Political freedoms declined around the world for a third straight year in 2008, with the Middle East and North Africa (MENA) reversing years of modest gain according to an annual survey of political rights and civil liberties by a U.S. rights organization.
The survey by Freedom House found Iraq was the only country in the region to register even a small gain in political freedom.
Only Israel was defined as “free” although the report noted that since the Jewish state is an occupying force in the Palestinian territories it is therefore responsible for its “not free” status.
The survey assigned each country a freedom status — Free, Partly Free or Not Free -- based on a scoring of performance in key freedom indicators such as political rights, civil liberties and free press.
The New-York based non-profit examined the state of freedom in 193 countries and 16 strategic territories starting from the assumption that “freedom for all peoples is best achieved in liberal democratic societies.”
Freedom House pegged the global downturn to the period following the "color revolutions" that swept through Europe and appeared to cause a backlash.

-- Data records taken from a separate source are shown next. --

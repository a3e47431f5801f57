//! The tipset event creator: decides whether this node should create a new
//! event and which peer tip to use as the other parent.
//!
//! Two creation strategies exist. The optimize path picks the candidate
//! whose tipset yields the highest weighted advancement over the current
//! snapshot. The bully-relief path instead favors peers whose events this
//! node has repeatedly failed to incorporate, selected at random with
//! probability proportional to their bully score. The relief path is taken
//! with a probability that grows with the node's overall bully score.

use crate::childless_tracker::ChildlessEventTracker;
use crate::pool::TransactionPool;
use crate::score::TipsetScoreCalculator;
use crate::time::TimeSource;
use crate::tipset_tracker::TipsetTracker;
use braid_core::error::{BraidError, Result};
use braid_core::event::{EventFingerprint, GossipEvent, UnsignedEvent};
use braid_core::roster::Roster;
use braid_core::types::{constants, EventHash, Generation, NodeId};
use braid_crypto::KeyPair;
use rand::seq::SliceRandom;
use rand::{Rng, RngCore};
use serde::{Deserialize, Serialize};
use std::sync::Arc;

/// Signer for freshly hashed events
pub trait EventSigner: Send {
    fn sign(&self, hash: &EventHash) -> Result<Vec<u8>>;
}

impl EventSigner for KeyPair {
    fn sign(&self, hash: &EventHash) -> Result<Vec<u8>> {
        Ok(KeyPair::sign(self, hash.as_bytes()).to_vec())
    }
}

/// Tunables for the creation strategy
#[derive(Clone, Debug, Serialize, Deserialize)]
#[serde(default)]
pub struct EventCreationConfig {
    /// Divisor applied to the bully score when computing the probability of
    /// taking the bully-relief path. Floored at 1.0.
    pub anti_bullying_factor: f64,

    /// Number of progress snapshots retained for bully scoring
    pub snapshot_history_size: usize,
}

impl Default for EventCreationConfig {
    fn default() -> Self {
        Self {
            anti_bullying_factor: constants::DEFAULT_ANTI_BULLYING_FACTOR,
            snapshot_history_size: constants::DEFAULT_SNAPSHOT_HISTORY_SIZE,
        }
    }
}

/// This node's most recently created event
#[derive(Clone, Copy, Debug)]
struct SelfEvent {
    fingerprint: EventFingerprint,
    created_at: i64,
    transaction_count: usize,
}

/// The event-creation decision engine.
///
/// Owns all mutable tracking state for one node-run. Single-writer: callers
/// must serialize `register_event`, `set_minimum_generation_non_ancient` and
/// `maybe_create_event` onto one logical thread of control.
pub struct TipsetEventCreator {
    self_id: NodeId,
    anti_bullying_factor: f64,
    signer: Box<dyn EventSigner>,
    pool: Box<dyn TransactionPool>,
    time: Arc<dyn TimeSource>,
    rng: Box<dyn RngCore + Send>,
    tipset_tracker: TipsetTracker,
    childless_tracker: ChildlessEventTracker,
    score_calculator: TipsetScoreCalculator,
    /// None only before the very first event this node has ever created
    last_self_event: Option<SelfEvent>,
}

impl TipsetEventCreator {
    pub fn new(
        self_id: NodeId,
        roster: Arc<Roster>,
        config: EventCreationConfig,
        signer: Box<dyn EventSigner>,
        pool: Box<dyn TransactionPool>,
        time: Arc<dyn TimeSource>,
        rng: Box<dyn RngCore + Send>,
    ) -> Self {
        let anti_bullying_factor = config
            .anti_bullying_factor
            .max(constants::MINIMUM_ANTI_BULLYING_FACTOR);

        Self {
            self_id,
            anti_bullying_factor,
            signer,
            pool,
            time,
            rng,
            tipset_tracker: TipsetTracker::new(),
            childless_tracker: ChildlessEventTracker::new(),
            score_calculator: TipsetScoreCalculator::new(
                self_id,
                roster,
                config.snapshot_history_size,
            ),
            last_self_event: None,
        }
    }

    pub fn self_id(&self) -> &NodeId {
        &self.self_id
    }

    /// Fingerprint of this node's newest event, if any
    pub fn last_self_event(&self) -> Option<&EventFingerprint> {
        self.last_self_event.as_ref().map(|e| &e.fingerprint)
    }

    /// Current overall bully score, for metrics
    pub fn max_bully_score(&self) -> u64 {
        self.score_calculator
            .max_bully_score(self.tipset_tracker.latest_generations())
    }

    /// Current unconfirmed progress ratio, for metrics
    pub fn score_ratio(&self) -> f64 {
        self.score_calculator.score_ratio()
    }

    /// Register an event received from gossip.
    ///
    /// Self-created events are duplicates of something already created here
    /// and are ignored, unless they are newer than `last_self_event`: that
    /// is the restart/recovery case, where the event is adopted without
    /// re-scoring.
    pub fn register_event(&mut self, event: &GossipEvent) {
        let fingerprint = event.fingerprint();
        if fingerprint.generation < self.tipset_tracker.minimum_generation_non_ancient() {
            tracing::trace!(event = %fingerprint.hash, "ignoring ancient event");
            return;
        }

        if event.creator() == &self.self_id {
            let newer = self
                .last_self_event
                .map(|last| fingerprint.generation > last.fingerprint.generation)
                .unwrap_or(true);
            if newer {
                let parents = event.parents();
                self.tipset_tracker.add_event(fingerprint, &parents);
                // The recovered event consumed these tips when it was
                // originally created; they must not be candidates again
                self.childless_tracker.register_self_event_parents(&parents);
                self.last_self_event = Some(SelfEvent {
                    fingerprint,
                    created_at: event.created_at(),
                    transaction_count: event.transactions().len(),
                });
                tracing::info!(
                    generation = fingerprint.generation,
                    "adopted own event from gossip"
                );
            }
            return;
        }

        self.tipset_tracker.add_event(fingerprint, &event.parents());
        self.childless_tracker.add_event(fingerprint, &event.parents());
    }

    /// Advance the non-ancient window across all tracking structures
    pub fn set_minimum_generation_non_ancient(&mut self, generation: Generation) {
        self.tipset_tracker
            .set_minimum_generation_non_ancient(generation);
        self.childless_tracker.prune_old_events(generation);
    }

    /// Run one creation cycle: either produce a fully formed, signed and
    /// registered event, or decide that no event should be created now.
    pub fn maybe_create_event(&mut self) -> Result<Option<GossipEvent>> {
        let bully_score = self.max_bully_score();
        let relief_probability =
            ((bully_score as f64 - 1.0) / self.anti_bullying_factor).max(0.0);

        if relief_probability > 0.0 && self.rng.gen::<f64>() < relief_probability {
            if let Some(other_parent) = self.select_nerd_parent()? {
                tracing::debug!(
                    other_parent = %other_parent.hash,
                    creator = %other_parent.creator,
                    "creating event to relieve a bullied peer"
                );
                return self.build_event(Some(other_parent)).map(Some);
            }
            // No nerd qualifies; fall through to the optimize path
        }

        self.create_event_by_optimization()
    }

    /// Optimize path: pick the candidate with the highest theoretical
    /// advancement score. Candidates are shuffled first so ties break
    /// uniformly at random.
    fn create_event_by_optimization(&mut self) -> Result<Option<GossipEvent>> {
        let mut candidates = self.childless_tracker.childless_events();
        candidates.shuffle(&mut *self.rng);

        let mut best: Option<EventFingerprint> = None;
        let mut best_score = 0;
        for candidate in &candidates {
            if candidate.creator == self.self_id {
                continue;
            }
            let score = self
                .score_calculator
                .theoretical_advancement_score(std::slice::from_ref(candidate), &self.tipset_tracker);
            if best.is_none() || score > best_score {
                best = Some(*candidate);
                best_score = score;
            }
        }

        if self.last_self_event.is_some() && best_score == 0 {
            // A non-genesis node never creates a zero-progress event
            tracing::trace!("no candidate advances consensus, skipping creation this cycle");
            return Ok(None);
        }

        self.build_event(best).map(Some)
    }

    /// Bully-relief path: select among "nerds" (peers with bully score
    /// above one whose tips would still advance consensus) with probability
    /// proportional to their bully score.
    fn select_nerd_parent(&mut self) -> Result<Option<EventFingerprint>> {
        let candidates = self.childless_tracker.childless_events();

        let mut nerds = Vec::new();
        let mut cumulative_weights = Vec::new();
        let mut total_weight = 0u64;
        for candidate in candidates {
            if candidate.creator == self.self_id {
                continue;
            }
            let advancement = self
                .score_calculator
                .theoretical_advancement_score(std::slice::from_ref(&candidate), &self.tipset_tracker);
            if advancement == 0 {
                continue;
            }
            let bully_score = self.score_calculator.bully_score_for(
                &candidate.creator,
                self.tipset_tracker.latest_generations(),
            );
            if bully_score <= 1 {
                continue;
            }
            total_weight += bully_score;
            nerds.push(candidate);
            cumulative_weights.push(total_weight);
        }

        if nerds.is_empty() {
            return Ok(None);
        }

        // Explicit cumulative-weight array, single draw
        let draw = self.rng.gen_range(0..total_weight);
        for (nerd, bound) in nerds.iter().zip(&cumulative_weights) {
            if draw < *bound {
                return Ok(Some(*nerd));
            }
        }

        tracing::error!("weighted selection failed over a non-empty nerd set");
        Err(BraidError::NerdSelectionFailed)
    }

    /// Assemble, sign and register a new self event
    fn build_event(&mut self, other_parent: Option<EventFingerprint>) -> Result<GossipEvent> {
        // Candidates come from the childless tracker, which is pruned in
        // lockstep with the tipset tracker; a missing tipset here means the
        // registration order was broken
        if let Some(parent) = &other_parent {
            if self.tipset_tracker.get_tipset(&parent.hash).is_none() {
                tracing::error!(parent = %parent.hash, "selected other parent has no tipset");
                return Err(BraidError::TipsetNotFound(parent.hash));
            }
        }

        let self_parent = self.last_self_event.as_ref().map(|e| e.fingerprint);

        let now = self.time.now_nanos();
        let created_at = match &self.last_self_event {
            // Strictly after the previous event, offset by its transaction
            // count so a single fast node cannot burst unboundedly
            Some(previous) => {
                let minimum_increment = previous.transaction_count.max(1) as i64;
                now.max(previous.created_at + minimum_increment)
            }
            None => now,
        };

        let transactions = self.pool.pending_transactions()?;
        let unsigned = UnsignedEvent::new(
            self.self_id,
            self_parent,
            other_parent,
            created_at,
            transactions,
        );
        let hash = unsigned.hash();
        let signature = self.signer.sign(&hash)?;
        let event = unsigned.into_signed(signature);

        let fingerprint = event.fingerprint();
        let parents = event.parents();
        let tipset = self.tipset_tracker.add_event(fingerprint, &parents);
        self.childless_tracker.register_self_event_parents(&parents);
        let improvement = self
            .score_calculator
            .add_event_and_get_advancement_score(&fingerprint, &tipset)?;

        self.last_self_event = Some(SelfEvent {
            fingerprint,
            created_at,
            transaction_count: event.transactions().len(),
        });

        tracing::debug!(
            event = %fingerprint.hash,
            generation = fingerprint.generation,
            improvement,
            "created self event"
        );

        Ok(event)
    }
}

"Powerful regimes worldwide have reacted to the 'color revolutions' with calculated and forceful measures designed to suppress democratic reformers, international assistance to those reformers and ultimately the very idea of democracy itself," said Arch Puddington, director of research for Freedom House.

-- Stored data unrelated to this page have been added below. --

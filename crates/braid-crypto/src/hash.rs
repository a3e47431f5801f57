//! BLAKE3 hashing utilities for Braid
//!
//! All hashing in Braid uses BLAKE3 with 256-bit output.

/// Hash data using BLAKE3 (256-bit output)
pub fn hash_blake3(data: &[u8]) -> [u8; 32] {
    *blake3::hash(data).as_bytes()
}

/// Hash multiple items together
pub fn hash_concat(items: &[&[u8]]) -> [u8; 32] {
    let mut hasher = blake3::Hasher::new();
    for item in items {
        hasher.update(item);
    }
    *hasher.finalize().as_bytes()
}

Powerful regimes worldwide have reacted to the 'color revolutions' with calculated and forceful measures designed to suppress democratic reformers, international assistance to those reformers and ultimately the very idea of democracy itself
Arch Puddington, Freedom House
Setback in the Mideast
The annual survey found that Middle Eastern countries have battled a rise in terrorism and religious extremism, the consequences of the U.S.-led invasion of Iraq and the continuing strife between Israel and the Palestinians that flared up in December with the Israeli offensive in Gaza.
The advance of freedom in Iraq during the past year was a bright spot in a region generally marred by stagnation and setback.
Despite years of turmoil following the 2003 U.S.-led invasion, Iraq moved up the freedom scale due to a decrease in violence and greater political participation by minorities.
Jordan, Bahrain, Iran and the Palestinian territories faced setbacks, according to the report, with Libya and Sudan ranking among the “Worst of the Worst.”
It noted several factors responsible for the decline in freedom including restrictions on freedom of expression, the closing of media outlets, persecution of political opponents and nullification of candidacies for political office.
During the past eight years the Gulf Arab countries had experienced some improvements on the freedom scale according to previous surveys, but progress fell off in 2008 as gains in freedoms stagnated, the report said.
Western democracies rank highest
The countries of Western Europe and North America scored the highest on the Freedom in the World scale.
The report mentioned the American election of Barack Obama as the first black president marked a historic change in a country with a legacy with racial inequality, but did not indicate how this impacted the freedom score.
And the report failed to take into account the U.S.-run Guantanamo Bay prison where several hundred people have been held for years without being formally charged with any crime, and which has been condemned by several human rights organizations.